Le Soir and Légende are the Deux Pièces for viola and piano - polished and mellifluous in the case of the former and antique in the case of the latter. They were written for his kindly teacher Pierre Adam who died just as Vierne finished his studies.
Vierne selected Pablo Casals as the dedicatee of his Cello Sonata. This is another impassioned work which can be compared with the cello sonatas of Rachmaninov, York Bowen and John Foulds. If the Maestoso of the Piano Quintet is one of the most audacious Vierne conceptions the central largamente is the most noble and declamatory movement. The finale is sensuous and dramatic.
The Largo and Canzonetta for oboe and piano: The Largo draws inspiration from Bach - like some slightly updated Cavatina. The Canzonetta is more light-hearted.
Then comes the Soirs Étrangers - a collection of mood pictures. The first, Granada can be added to the list of music written by French composers to summon up images of Spain. These ‘pictures’ were written in Lausanne where he stayed with the Vuillemins recovering from the devastation of the loss of Jacques. Lausanne came to mean a great deal to the composer. Lake Leman is an impassioned and liquidly flowing impressionistic portrait with the cello acting as the orator of a long-breathed tune. Venice is suggested by a barcarole. Canadian Steppe is a decidedly pessimistic portrait. If these are postcards they are grown-up postcards without easy victories. Here, awe at the great unpopulated distances, shades into fear. To dispel the bleakness along comes Goldfish which is a study in flashing speed and surging cello celerity - a sort of Flight of the Bumble Bee but with air substituted by water and fins for wings. It ends in a curiously casual but well-balanced gesture. This last movement somehow is too light for all that precedes it. These reflective globe-trotting esquisses are typical of a widely-travelled concert virtuoso who was used to travelling in Europe and North America.
In 1894, while in Caen on holiday, he wrote at hot tempo two movements of a String Quartet and by September has finished the other two movements. This is the work of a 24 year old. Vierne writes warm and enveloping music and his theme for the first movement is superbly rounded and most admirably handled.
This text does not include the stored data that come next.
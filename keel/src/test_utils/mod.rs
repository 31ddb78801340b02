//! Test fakes for the protocol traits.
//!
//! Enabled with the `test-utils` feature. Downstream crates use these
//! instead of ad-hoc per-test mocks: an echoing model backend, a few
//! canned tools, and a recording tool gateway.

mod echo_model;
mod recording_gateway;
mod tools;

pub use echo_model::EchoModel;
pub use recording_gateway::RecordingGateway;
pub use tools::{EchoTool, FailTool, SleepTool};
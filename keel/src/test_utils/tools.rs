//! Canned tool implementations for executor and workflow tests.

use serde_json::json;

use crate::tool::{Tool, ToolContext, ToolFuture};

/// Echoes its input back, wrapped in `{"echoed": ...}`. Read-only and
/// concurrency-safe.
pub struct EchoTool;

impl Tool for EchoTool {
    fn name(&self) -> &str {
        "echo"
    }
    fn version(&self) -> &str {
        "1.0.0"
    }
    fn description(&self) -> &str {
        "Echoes input back"
    }
    fn input_schema(&self) -> serde_json::Value {
        json!({"type": "object"})
    }
    fn is_read_only(&self) -> bool {
        true
    }
    fn is_concurrency_safe(&self) -> bool {
        true
    }
    fn execute(&self, _ctx: ToolContext, input: serde_json::Value) -> ToolFuture<'_, serde_json::Value> {
        Box::pin(async move { Ok(json!({"echoed": input})) })
    }
    fn check_permissions<'a>(
        &'a self,
        _ctx: &'a ToolContext,
        _input: &'a serde_json::Value,
    ) -> ToolFuture<'a, ()> {
        Box::pin(async { Ok(()) })
    }
}

/// Always fails with an execution error.
pub struct FailTool;

impl Tool for FailTool {
    fn name(&self) -> &str {
        "fail"
    }
    fn version(&self) -> &str {
        "1.0.0"
    }
    fn description(&self) -> &str {
        "Always fails"
    }
    fn input_schema(&self) -> serde_json::Value {
        json!({"type": "object"})
    }
    fn is_read_only(&self) -> bool {
        true
    }
    fn is_concurrency_safe(&self) -> bool {
        true
    }
    fn execute(&self, _ctx: ToolContext, _input: serde_json::Value) -> ToolFuture<'_, serde_json::Value> {
        Box::pin(async {
            Err(crate::error::AgentError::system(
                "TOOL_FAILED",
                "always fails",
            ))
        })
    }
    fn check_permissions<'a>(
        &'a self,
        _ctx: &'a ToolContext,
        _input: &'a serde_json::Value,
    ) -> ToolFuture<'a, ()> {
        Box::pin(async { Ok(()) })
    }
}

/// Sleeps for a configured time, then returns `{"slept_ms": n}`.
/// Observes cancellation while sleeping. Declare it concurrency-unsafe
/// to exercise the batch executor's serialisation path.
pub struct SleepTool {
    /// How long each call sleeps.
    pub millis: u64,
    /// What the tool reports for `is_concurrency_safe`.
    pub concurrency_safe: bool,
}

impl Tool for SleepTool {
    fn name(&self) -> &str {
        "sleep"
    }
    fn version(&self) -> &str {
        "1.0.0"
    }
    fn description(&self) -> &str {
        "Sleeps then returns"
    }
    fn input_schema(&self) -> serde_json::Value {
        json!({"type": "object"})
    }
    fn is_read_only(&self) -> bool {
        true
    }
    fn is_concurrency_safe(&self) -> bool {
        self.concurrency_safe
    }
    fn execute(&self, ctx: ToolContext, _input: serde_json::Value) -> ToolFuture<'_, serde_json::Value> {
        let millis = self.millis;
        Box::pin(async move {
            tokio::select! {
                _ = tokio::time::sleep(std::time::Duration::from_millis(millis)) => {
                    Ok(json!({"slept_ms": millis}))
                }
                _ = ctx.cancellation.cancelled() => {
                    Err(crate::error::AgentError::cancelled("sleep tool"))
                }
            }
        })
    }
    fn check_permissions<'a>(
        &'a self,
        _ctx: &'a ToolContext,
        _input: &'a serde_json::Value,
    ) -> ToolFuture<'a, ()> {
        Box::pin(async { Ok(()) })
    }
}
The spiky and songful intermezzo has traces of a fantastic Sabbath about it rather like a sort of pre-teens witches-flight - a cross between Mussorgsky's Night on the Bare Mountain, Liadov's Baba Yaga, Schierbeck's Hexen and Dukas’s Sorcerer's Apprentice. The andante is in thrall to the Siegfried Idyll; indeed Vierne revered Wagner. The finale runs skittering away like Mendelssohn's scherzo from Midsummer Night's Dream. It ends in a duetting blaze which leaping from the pages of Bach's Double Violin Concerto.
These are first recordings of all apart from the piano quintet (already on both Pierre Verany and Hyperion) and the Cello Sonata.
A de rigueur purchase and certainly a generous one. Essential listening for the sonatas, quintet and the Rhapsodie. Otherwise never less than pleasing. Everything is presented to Timpani's accustomed high standards.